International career^{‡}
- 2015: Malaysia U17
- 2017–2018: Malaysia U19 / 14 / (6)
- 2017–2019: Malaysia U23 / 24 / (6)
- 2018–: Malaysia / 54 / (10)

Medal record
Men's football
Representing Malaysia
AFF Championship
| Runner-up | 2018 |  |
King's Cup
| Runner-up | 2022 |  |
Merdeka Tournament
| Winner | 2024 |  |
| Runner-up | 2023 |  |
Sea Games
| Silver medal – second place | 2017 Kuala Lumpur | Football |
AFF U-19 Youth Championship
| First place | 2018 Indonesia |  |
| Second place | 2017 Myanmar |  |

= Akhyar Rashid =

Malaysian footballer

Muhammad Akhyar bin Abdul Rashid (born 1 May 1999), better known as Akhyar Rashid, is a Malaysian professional footballer who plays either as a winger or striker for Malaysia Super League club Negeri Sembilan on loan from Terengganu and the Malaysia national team.

==Early life==
Born in Jitra, Kedah, Malaysia, Akhyar grew up playing football from a young age, stating previously that his brothers' participation in the sport encouraged him to play. He is also known as Mat Yat by Kedah fans.

==Club career==
===Kedah===
Akhyar first played and joined the Kedah youth academy when he was 15
years old. He was given another change at Kedah first youth eleven. He spent time in Youth Cup played for Kedah Under-19. On 16 October 2017, he helped Kedah U-19 to win the first ever cup. In January 2015, he even had a month-long training stint with Cardiff City Academy in the United Kingdom.

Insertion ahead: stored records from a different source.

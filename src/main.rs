//! Interview Arena - HTTP entry point
//!
//! Loads the JSON configuration, opens the SQLite database and serves the
//! practice API until Ctrl+C.

use std::path::PathBuf;
use std::time::Duration;

use anyhow::{Context, Result};
use clap::Parser;
use tokio_util::sync::CancellationToken;
use tracing::info;
use tracing_subscriber::{fmt, layer::SubscriberExt, util::SubscriberInitExt, EnvFilter};

use interview_arena::storage::{ConfigService, Database};
use interview_arena::utils::paths;
use interview_arena::{build_router, AppState};

/// How often stale practice sessions are evicted
const SESSION_SWEEP_INTERVAL: Duration = Duration::from_secs(60);

/// Interview Arena command line arguments
#[derive(Parser, Debug)]
#[command(name = "interview-arena")]
#[command(about = "AI mock interview practice backend", long_about = None)]
#[command(version)]
struct Args {
    /// Configuration file (defaults to ~/.interview-arena/config.json)
    #[arg(short, long, env = "INTERVIEW_ARENA_CONFIG")]
    config: Option<PathBuf>,

    /// Listen address, overrides bind_address from the configuration
    #[arg(short, long, env = "INTERVIEW_ARENA_BIND")]
    bind: Option<String>,

    /// SQLite database file, overrides database_path from the configuration
    #[arg(long)]
    database: Option<PathBuf>,
}

#[tokio::main]
async fn main() -> Result<()> {
    tracing_subscriber::registry()
        .with(EnvFilter::try_from_default_env().unwrap_or_else(|_| "info".into()))
        .with(fmt::layer())
        .init();

    let args = Args::parse();
    info!("Starting interview-arena v{}", env!("CARGO_PKG_VERSION"));

    let config = match &args.config {
        Some(path) => ConfigService::load_or_create(path),
        None => ConfigService::new(),
    }
    .context("Failed to load configuration")?;
    info!(path = %config.path().display(), "Configuration loaded");

    let settings = config.get_config_clone();
    let db_path = match (args.database, settings.database_path.as_deref()) {
        (Some(path), _) => path,
        (None, Some(path)) => PathBuf::from(path),
        (None, None) => paths::database_path()?,
    };
    let db = Database::open(&db_path).context("Failed to open database")?;

    let state = AppState::from_config(db, config).context("Failed to build generation client")?;
    if settings.resolved_api_key().is_none() {
        tracing::warn!(
            provider = %settings.provider,
            "No API key configured; generation requests will fail until one is set"
        );
    }

    let shutdown = CancellationToken::new();
    let sweeper = state.spawn_session_sweeper(SESSION_SWEEP_INTERVAL, shutdown.clone());
    let app = build_router(state);

    let bind = args.bind.unwrap_or(settings.bind_address);
    let listener = tokio::net::TcpListener::bind(&bind)
        .await
        .with_context(|| format!("Failed to bind {}", bind))?;
    info!("Listening on http://{}", bind);
    info!("Health check: http://{}/health", bind);

    axum::serve(listener, app)
        .with_graceful_shutdown(shutdown_signal(shutdown.clone()))
        .await?;

    shutdown.cancel();
    if let Err(e) = sweeper.await {
        tracing::warn!("Session sweeper ended abnormally: {}", e);
    }

    info!("Server stopped");
    Ok(())
}

async fn shutdown_signal(shutdown: CancellationToken) {
    if let Err(e) = tokio::signal::ctrl_c().await {
        tracing::error!("Failed to listen for shutdown signal: {}", e);
        return;
    }
    info!("Shutdown signal received");
    shutdown.cancel();
}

On 4 March 2017, Akhyar made his first-team debut for 2017 season coming on as a substitute for Syazwan Zainon in the 80th minute of 4–0 win at Darul Aman. He scored his senior goals on 27 July 2017 in a Malaysia Cup match against Melaka United in victory win 6–2.

On 11 February 2018, Akhyar has scored his first goals on his 7th appearance for Kedah FA in the Malaysia Super League match against PKNP in a 0–1 win at Penang State Stadium.

===Johor Darul Ta'zim===
On 29 December 2018, Akhyar signed a contract with Johor Darul Ta'zim. He made his debut for the club coming on as a substitute in a 1–0 win over Perak on 2 February 2019. Akhyar made his AFC Champions League debut in a 2–1 loss against Japanese club Kashima Antlers at the Kashima Soccer Stadium. He then scored his first goal for the club in which he also got an assist in a 3–1 win over FELDA United on 5 April.

During the 2023–24 AFC Champions League match on 7 November 2023, Akhyar scored in the 87th minute to secure a massive 3 points in a 2–1 win over Korean club Ulsan Hyundai.

==== Terengganu (loan) ====
On 12 February 2024, Akhyar joined Terengganu on loan alongside teammate, Safawi Rasid. On 30 July, he recorded a goal and an assist in a 3–2 win over Negeri Sembilan.

=== Terengganu ===
On 28 April 2025, Akhyar permanently signed a two-years contract until 2027 where he scored 10 goals and 4 assists in 22 appearances for the club in the 2024–25 season. Akhyar impressed throughout the season becoming a key player for the club.

==International career==
===Youth===
Akhyar has represented Malaysia at all youth levels from the under 16 to the under-23 sides. He was a member of the Malaysia U17 in 2015 Asian Inter-School Championship held in China in August 2015.

Akhyar was part of the national team for the 2017 AFF U-18 Youth Championship that took place in Yangon, Myanmar. He scored 3 goals in 5 appearances during the matches. He has played in the final against Thailand which Malaysia lost 2–0. On 26 October 2017, Akhyar was selected to play in 2018 AFC U-19 Championship qualification in Paju, South Korea. Akhyar played a large role in the Malaysia under-19s during the qualification campaign. He scored 1 goals in 4 matches which confirmed Malaysia under-19s qualification to the 2018 AFC U-19 Championship for the first time in 11 years after finishing as one of the five best group runners-up. Akhyar was named in the Malaysia under 19 squad for 2018 AFF U-19 Youth Championship in the Indonesia. He has not played in the final against Myanmar which Malaysia win 4–3.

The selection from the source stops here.